──────── GIVEN DATA ────────

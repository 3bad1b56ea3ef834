//! Directory domain model.
//!
//! # Responsibility
//! - Define the person record and its partial-update shape.
//! - Keep wire naming (camelCase, ISO dates) in one place.
//!
//! # Invariants
//! - Records are identified by `email`; there is no surrogate ID.
//! - A patch is always a field-level merge, never a replacement.

pub mod patch;
pub mod person;
//! Directory configuration loaded once at process start.
//!
//! # Responsibility
//! - Resolve the minimum allowed age and hardening switches.
//! - Layer sources: defaults, then TOML file, then environment.
//!
//! # Invariants
//! - A resolved `DirectoryConfig` is immutable for the process lifetime;
//!   the service copies it at construction.

use serde::{Deserialize, Serialize};
use std::error::Error;
use std::fmt::{Display, Formatter};
use std::path::{Path, PathBuf};

/// Environment override for `min_allowed_age`.
pub const ENV_MIN_AGE_ALLOWED: &str = "PERSONDIR_MIN_AGE_ALLOWED";
/// Environment override for `reject_duplicate_email`.
pub const ENV_REJECT_DUPLICATE_EMAIL: &str = "PERSONDIR_REJECT_DUPLICATE_EMAIL";

const DEFAULT_MIN_ALLOWED_AGE: u32 = 18;

/// Error raised while resolving configuration.
#[derive(Debug)]
pub enum ConfigError {
    Read { path: PathBuf, source: std::io::Error },
    Parse { path: PathBuf, source: toml::de::Error },
    InvalidEnv { name: &'static str, value: String },
}

impl Display for ConfigError {
    fn fmt(&self, f: &mut Formatter<'_>) -> std::fmt::Result {
        match self {
            Self::Read { path, source } => {
                write!(f, "failed to read config `{}`: {source}", path.display())
            }
            Self::Parse { path, source } => {
                write!(f, "failed to parse config `{}`: {source}", path.display())
            }
            Self::InvalidEnv { name, value } => {
                write!(f, "invalid value `{value}` for environment variable {name}")
            }
        }
    }
}

impl Error for ConfigError {
    fn source(&self) -> Option<&(dyn Error + 'static)> {
        match self {
            Self::Read { source, .. } => Some(source),
            Self::Parse { source, .. } => Some(source),
            Self::InvalidEnv { .. } => None,
        }
    }
}

/// Runtime settings for the directory service.
#[derive(Debug, Clone, Copy, PartialEq, Eq, Serialize, Deserialize)]
#[serde(default)]
pub struct DirectoryConfig {
    /// Minimum age in whole years required to register or change birth date.
    #[serde(alias = "minAgeAllowed")]
    pub min_allowed_age: u32,
    /// Rejects `register` when the email is already stored.
    ///
    /// Off by default: the directory historically accepts duplicate emails.
    pub reject_duplicate_email: bool,
}

impl Default for DirectoryConfig {
    fn default() -> Self {
        Self {
            min_allowed_age: DEFAULT_MIN_ALLOWED_AGE,
            reject_duplicate_email: false,
        }
    }
}

impl DirectoryConfig {
    pub fn with_min_allowed_age(min_allowed_age: u32) -> Self {
        Self {
            min_allowed_age,
            ..Self::default()
        }
    }

    /// Parses TOML text. Missing keys keep their defaults.
    pub fn from_toml_str(text: &str) -> Result<Self, toml::de::Error> {
        toml::from_str(text)
    }

    /// Reads and parses a TOML config file.
    pub fn from_file(path: &Path) -> Result<Self, ConfigError> {
        let text = std::fs::read_to_string(path).map_err(|source| ConfigError::Read {
            path: path.to_path_buf(),
            source,
        })?;
        Self::from_toml_str(&text).map_err(|source| ConfigError::Parse {
            path: path.to_path_buf(),
            source,
        })
    }

    /// Resolves configuration from an optional file and the process
    /// environment.
    pub fn load(path: Option<&Path>) -> Result<Self, ConfigError> {
        let base = match path {
            Some(path) => Self::from_file(path)?,
            None => Self::default(),
        };
        base.apply_env_overrides(|name| std::env::var(name).ok())
    }

    /// Applies overrides read through `lookup`, keyed by env var name.
    pub fn apply_env_overrides<F>(mut self, lookup: F) -> Result<Self, ConfigError>
    where
        F: Fn(&str) -> Option<String>,
    {
        if let Some(value) = lookup(ENV_MIN_AGE_ALLOWED) {
            self.min_allowed_age = value.trim().parse().map_err(|_| ConfigError::InvalidEnv {
                name: ENV_MIN_AGE_ALLOWED,
                value: value.clone(),
            })?;
        }
        if let Some(value) = lookup(ENV_REJECT_DUPLICATE_EMAIL) {
            self.reject_duplicate_email =
                parse_flag(&value).ok_or_else(|| ConfigError::InvalidEnv {
                    name: ENV_REJECT_DUPLICATE_EMAIL,
                    value: value.clone(),
                })?;
        }
        Ok(self)
    }
}

fn parse_flag(value: &str) -> Option<bool> {
    match value.trim().to_ascii_lowercase().as_str() {
        "1" | "true" | "yes" | "on" => Some(true),
        "0" | "false" | "no" | "off" => Some(false),
        _ => None,
    }
}
//! Person directory use-case service.
//!
//! # Responsibility
//! - Apply the age-eligibility rule on register and birth-date updates.
//! - Merge partial updates into live store entries.
//! - Validate and answer birth-date range queries.
//!
//! # Invariants
//! - Every check-then-write sequence runs under one write lock, so checks
//!   and the mutation they guard are atomic with respect to other writers.
//! - A failing operation leaves the store untouched.
//! - `email` is a mutable key: an update may rename it, and the record
//!   keeps its original position in the store.
//! - Register does not reject duplicate emails unless
//!   `DirectoryConfig::reject_duplicate_email` is enabled.

use crate::age::{age_in_years, is_age_allowed};
use crate::clock::{Clock, SystemClock};
use crate::config::DirectoryConfig;
use crate::logging::redact_email;
use crate::model::patch::PersonPatch;
use crate::model::person::PersonRecord;
use crate::repo::person_store::{InMemoryPersonStore, PersonStore};
use chrono::NaiveDate;
use log::{info, warn};
use std::error::Error;
use std::fmt::{Display, Formatter};
use std::sync::{PoisonError, RwLock, RwLockReadGuard, RwLockWriteGuard};

pub type DirectoryResult<T> = Result<T, DirectoryError>;

/// Stable category of a directory error, for transport mapping.
#[derive(Debug, Clone, Copy, PartialEq, Eq, Hash)]
pub enum ErrorKind {
    AgeNotAllowed,
    NotFound,
    InvalidRange,
    DuplicateEmail,
}

impl ErrorKind {
    pub fn as_str(self) -> &'static str {
        match self {
            Self::AgeNotAllowed => "age_not_allowed",
            Self::NotFound => "not_found",
            Self::InvalidRange => "invalid_range",
            Self::DuplicateEmail => "duplicate_email",
        }
    }
}

/// Caller-visible domain error. None of these are retryable.
#[derive(Debug, Clone, PartialEq, Eq)]
pub enum DirectoryError {
    /// Computed age is below the configured minimum.
    AgeNotAllowed { age: i32, min_allowed_age: u32 },
    /// No record matches the lookup key.
    NotFound { email: String },
    /// Range lower bound is after its upper bound.
    InvalidRange { from: NaiveDate, to: NaiveDate },
    /// Register hit an existing email while duplicate rejection is on.
    DuplicateEmail { email: String },
}

impl DirectoryError {
    pub fn kind(&self) -> ErrorKind {
        match self {
            Self::AgeNotAllowed { .. } => ErrorKind::AgeNotAllowed,
            Self::NotFound { .. } => ErrorKind::NotFound,
            Self::InvalidRange { .. } => ErrorKind::InvalidRange,
            Self::DuplicateEmail { .. } => ErrorKind::DuplicateEmail,
        }
    }
}

impl Display for DirectoryError {
    fn fmt(&self, f: &mut Formatter<'_>) -> std::fmt::Result {
        match self {
            Self::AgeNotAllowed {
                age,
                min_allowed_age,
            } => write!(
                f,
                "Age: {age} is not allowed. You must be at least {min_allowed_age}."
            ),
            Self::NotFound { email } => write!(f, "There is no user with email: {email}"),
            Self::InvalidRange { .. } => write!(f, "[from] date must be before [to] date"),
            Self::DuplicateEmail { email } => {
                write!(f, "A user with email: {email} already exists")
            }
        }
    }
}

impl Error for DirectoryError {}

/// Directory service over an injectable store and clock.
///
/// The store is owned by the service and guarded by a single `RwLock`:
/// reads share the lock, writes hold it exclusively for their whole
/// lookup/check/mutate sequence. Returned records are snapshots taken while
/// the lock is held.
pub struct DirectoryService<S: PersonStore = InMemoryPersonStore, C: Clock = SystemClock> {
    store: RwLock<S>,
    clock: C,
    config: DirectoryConfig,
}

impl DirectoryService<InMemoryPersonStore, SystemClock> {
    /// Creates a service over a fresh volatile store and the system clock.
    pub fn in_memory(config: DirectoryConfig) -> Self {
        Self::new(InMemoryPersonStore::new(), SystemClock, config)
    }
}

impl<S: PersonStore, C: Clock> DirectoryService<S, C> {
    pub fn new(store: S, clock: C, config: DirectoryConfig) -> Self {
        Self {
            store: RwLock::new(store),
            clock,
            config,
        }
    }

    /// Returns the configuration captured at construction.
    pub fn config(&self) -> DirectoryConfig {
        self.config
    }

    /// Returns the date the eligibility rule is evaluated against.
    pub fn today(&self) -> NaiveDate {
        self.clock.today()
    }

    /// Registers a new person.
    ///
    /// # Contract
    /// - Fails with `AgeNotAllowed` when the person is younger than the
    ///   configured minimum or born after today; nothing is inserted.
    /// - Appends the record and returns it unchanged.
    pub fn register(&self, person: PersonRecord) -> DirectoryResult<PersonRecord> {
        let mut store = self.write_store();
        self.ensure_age_allowed(person.birth_date, "person_register")?;

        if self.config.reject_duplicate_email && store.find_by_email(&person.email).is_some() {
            warn!(
                "event=person_register module=service status=rejected reason=duplicate_email email={}",
                redact_email(&person.email)
            );
            return Err(DirectoryError::DuplicateEmail {
                email: person.email,
            });
        }

        store.insert(person.clone());
        info!(
            "event=person_register module=service status=ok email={} total={}",
            redact_email(&person.email),
            store.len()
        );
        Ok(person)
    }

    /// Returns every stored record in insertion order.
    pub fn find_all(&self) -> Vec<PersonRecord> {
        self.read_store().all().to_vec()
    }

    /// Merges `patch` into the first record stored under `email`.
    ///
    /// # Contract
    /// - Fails with `NotFound` when no record uses `email`.
    /// - When `patch.birth_date` is present it must pass the eligibility
    ///   rule before any field is applied.
    /// - Present fields overwrite, absent fields are kept.
    /// - `patch.email` may rename the key; the record keeps its position.
    pub fn update(&self, email: &str, patch: &PersonPatch) -> DirectoryResult<PersonRecord> {
        let mut store = self.write_store();
        let Some(existing) = store.find_by_email_mut(email) else {
            warn!(
                "event=person_update module=service status=rejected reason=not_found email={}",
                redact_email(email)
            );
            return Err(DirectoryError::NotFound {
                email: email.to_string(),
            });
        };

        if let Some(birth_date) = patch.birth_date {
            self.ensure_age_allowed(birth_date, "person_update")?;
        }

        patch.apply_to(existing);
        info!(
            "event=person_update module=service status=ok email={} key_changed={}",
            redact_email(email),
            existing.email != email
        );
        Ok(existing.clone())
    }

    /// Removes the first record stored under `email`.
    pub fn delete_user(&self, email: &str) -> DirectoryResult<()> {
        let mut store = self.write_store();
        if !store.remove_by_email(email) {
            warn!(
                "event=person_delete module=service status=rejected reason=not_found email={}",
                redact_email(email)
            );
            return Err(DirectoryError::NotFound {
                email: email.to_string(),
            });
        }

        info!(
            "event=person_delete module=service status=ok email={} total={}",
            redact_email(email),
            store.len()
        );
        Ok(())
    }

    /// Returns records born within `[from, to]`, in insertion order.
    ///
    /// Fails with `InvalidRange` when `from > to`, whatever the store holds.
    pub fn get_users_by_birth_date_range(
        &self,
        from: NaiveDate,
        to: NaiveDate,
    ) -> DirectoryResult<Vec<PersonRecord>> {
        if from > to {
            return Err(DirectoryError::InvalidRange { from, to });
        }

        let store = self.read_store();
        let hits: Vec<PersonRecord> = store
            .all()
            .iter()
            .filter(|person| (from..=to).contains(&person.birth_date))
            .cloned()
            .collect();
        log::debug!(
            "event=person_range_query module=service status=ok from={from} to={to} hits={}",
            hits.len()
        );
        Ok(hits)
    }

    /// Returns the number of stored records.
    pub fn len(&self) -> usize {
        self.read_store().len()
    }

    pub fn is_empty(&self) -> bool {
        self.read_store().is_empty()
    }

    /// Consumes the service and hands back its store.
    pub fn into_store(self) -> S {
        self.store.into_inner().unwrap_or_else(PoisonError::into_inner)
    }

    fn ensure_age_allowed(&self, birth_date: NaiveDate, event: &str) -> DirectoryResult<()> {
        let today = self.clock.today();
        if is_age_allowed(birth_date, today, self.config.min_allowed_age) {
            return Ok(());
        }

        let age = age_in_years(birth_date, today);
        warn!(
            "event={event} module=service status=rejected reason=age_not_allowed age={age} min_allowed_age={}",
            self.config.min_allowed_age
        );
        Err(DirectoryError::AgeNotAllowed {
            age,
            min_allowed_age: self.config.min_allowed_age,
        })
    }

    // Every mutation is a single step, so a poisoned lock still guards a
    // consistent store.
    fn read_store(&self) -> RwLockReadGuard<'_, S> {
        self.store.read().unwrap_or_else(PoisonError::into_inner)
    }

    fn write_store(&self) -> RwLockWriteGuard<'_, S> {
        self.store.write().unwrap_or_else(PoisonError::into_inner)
    }
}
//! Process-wide logging bootstrap and redaction helpers.
//!
//! # Responsibility
//! - Start the rolling file logger once per process.
//! - Keep directory events metadata-only: no names, addresses or phone
//!   numbers, and emails only in masked form.
//!
//! # Invariants
//! - Repeating `init_logging` with the same level and directory is a no-op.
//! - Switching level or directory after start is rejected.
//! - Initialization never panics.

use flexi_logger::{Cleanup, Criterion, FileSpec, Logger, LoggerHandle, Naming, WriteMode};
use log::{error, info};
use once_cell::sync::OnceCell;
use std::path::{Path, PathBuf};

const LOG_FILE_BASENAME: &str = "persondir";
const MAX_LOG_FILE_SIZE_BYTES: u64 = 10 * 1024 * 1024;
const MAX_LOG_FILES: usize = 5;
const MAX_PANIC_PAYLOAD_CHARS: usize = 160;

static ACTIVE_LOGGER: OnceCell<ActiveLogger> = OnceCell::new();
static PANIC_HOOK_INSTALLED: OnceCell<()> = OnceCell::new();

struct ActiveLogger {
    level: &'static str,
    log_dir: PathBuf,
    _handle: LoggerHandle,
}

/// Starts file logging at `level` under the absolute directory `log_dir`.
///
/// # Errors
/// - `level` is not one of `trace|debug|info|warn|error`.
/// - `log_dir` is empty, relative, or cannot be created.
/// - Logging is already running with a different level or directory.
/// - The logger backend fails to start.
pub fn init_logging(level: &str, log_dir: &str) -> Result<(), String> {
    let level = normalize_level(level)?;
    let log_dir = normalize_log_dir(log_dir)?;

    if let Some(active) = ACTIVE_LOGGER.get() {
        return ensure_same_config(active, level, &log_dir);
    }

    let active = ACTIVE_LOGGER.get_or_try_init(|| start_logger(level, &log_dir))?;
    ensure_same_config(active, level, &log_dir)
}

/// Returns `(level, log_dir)` of the running logger, if any.
pub fn logging_status() -> Option<(&'static str, PathBuf)> {
    ACTIVE_LOGGER
        .get()
        .map(|active| (active.level, active.log_dir.clone()))
}

/// `debug` for debug builds, `info` otherwise.
pub fn default_log_level() -> &'static str {
    if cfg!(debug_assertions) {
        "debug"
    } else {
        "info"
    }
}

/// Masks an email for log output, keeping the first local character and
/// the domain: `jane@example.com` -> `j***@example.com`.
pub fn redact_email(email: &str) -> String {
    match email.split_once('@') {
        Some((local, domain)) => {
            let head = local.chars().next().map(String::from).unwrap_or_default();
            format!("{head}***@{}", sanitize_message(domain, 64))
        }
        None => "***".to_string(),
    }
}

fn start_logger(level: &'static str, log_dir: &Path) -> Result<ActiveLogger, String> {
    std::fs::create_dir_all(log_dir).map_err(|err| {
        format!(
            "failed to create log directory `{}`: {err}",
            log_dir.display()
        )
    })?;

    let handle = Logger::try_with_str(level)
        .map_err(|err| format!("invalid log level `{level}`: {err}"))?
        .log_to_file(
            FileSpec::default()
                .directory(log_dir)
                .basename(LOG_FILE_BASENAME),
        )
        .rotate(
            Criterion::Size(MAX_LOG_FILE_SIZE_BYTES),
            Naming::Numbers,
            Cleanup::KeepLogFiles(MAX_LOG_FILES),
        )
        .write_mode(WriteMode::BufferAndFlush)
        .append()
        .format_for_files(flexi_logger::detailed_format)
        .start()
        .map_err(|err| format!("failed to start logger: {err}"))?;

    install_panic_hook_once();

    info!(
        "event=directory_start module=core status=ok platform={} version={} level={} log_dir={}",
        std::env::consts::OS,
        env!("CARGO_PKG_VERSION"),
        level,
        log_dir.display()
    );

    Ok(ActiveLogger {
        level,
        log_dir: log_dir.to_path_buf(),
        _handle: handle,
    })
}

fn ensure_same_config(active: &ActiveLogger, level: &str, log_dir: &Path) -> Result<(), String> {
    if active.log_dir != log_dir {
        return Err(format!(
            "logging already initialized at `{}`; refusing to switch to `{}`",
            active.log_dir.display(),
            log_dir.display()
        ));
    }
    if active.level != level {
        return Err(format!(
            "logging already initialized with level `{}`; refusing to switch to `{level}`",
            active.level
        ));
    }
    Ok(())
}

fn normalize_level(level: &str) -> Result<&'static str, String> {
    match level.trim().to_ascii_lowercase().as_str() {
        "trace" => Ok("trace"),
        "debug" => Ok("debug"),
        "info" => Ok("info"),
        "warn" | "warning" => Ok("warn"),
        "error" => Ok("error"),
        other => Err(format!(
            "unsupported log level `{other}`; expected trace|debug|info|warn|error"
        )),
    }
}

fn normalize_log_dir(log_dir: &str) -> Result<PathBuf, String> {
    let trimmed = log_dir.trim();
    if trimmed.is_empty() {
        return Err("log_dir cannot be empty".to_string());
    }
    let path = Path::new(trimmed);
    if !path.is_absolute() {
        return Err(format!("log_dir must be an absolute path, got `{trimmed}`"));
    }
    Ok(path.to_path_buf())
}

fn install_panic_hook_once() {
    if PANIC_HOOK_INSTALLED.set(()).is_err() {
        return;
    }

    let previous_hook = std::panic::take_hook();
    std::panic::set_hook(Box::new(move |panic_info| {
        let location = panic_info
            .location()
            .map(|loc| format!("{}:{}", loc.file(), loc.line()))
            .unwrap_or_else(|| "unknown".to_string());
        let payload = panic_payload_summary(panic_info);
        error!(
            "event=panic_captured module=core status=error location={location} payload={payload}"
        );
        previous_hook(panic_info);
    }));
}

fn panic_payload_summary(info: &std::panic::PanicHookInfo<'_>) -> String {
    let payload = if let Some(message) = info.payload().downcast_ref::<&str>() {
        (*message).to_string()
    } else if let Some(message) = info.payload().downcast_ref::<String>() {
        message.clone()
    } else {
        "non-string panic payload".to_string()
    };

    sanitize_message(&payload, MAX_PANIC_PAYLOAD_CHARS)
}

fn sanitize_message(value: &str, max_chars: usize) -> String {
    let normalized = value.replace(['\n', '\r'], " ");
    let mut truncated = normalized.chars().take(max_chars).collect::<String>();
    if normalized.chars().count() > max_chars {
        truncated.push_str("...");
    }
    truncated
}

────────

• **PROBLEM**: Among the lines above, find those holding the word "NotFound" and state how many there are, number only.

• **ANSWER TO THE EXERCISE**: 8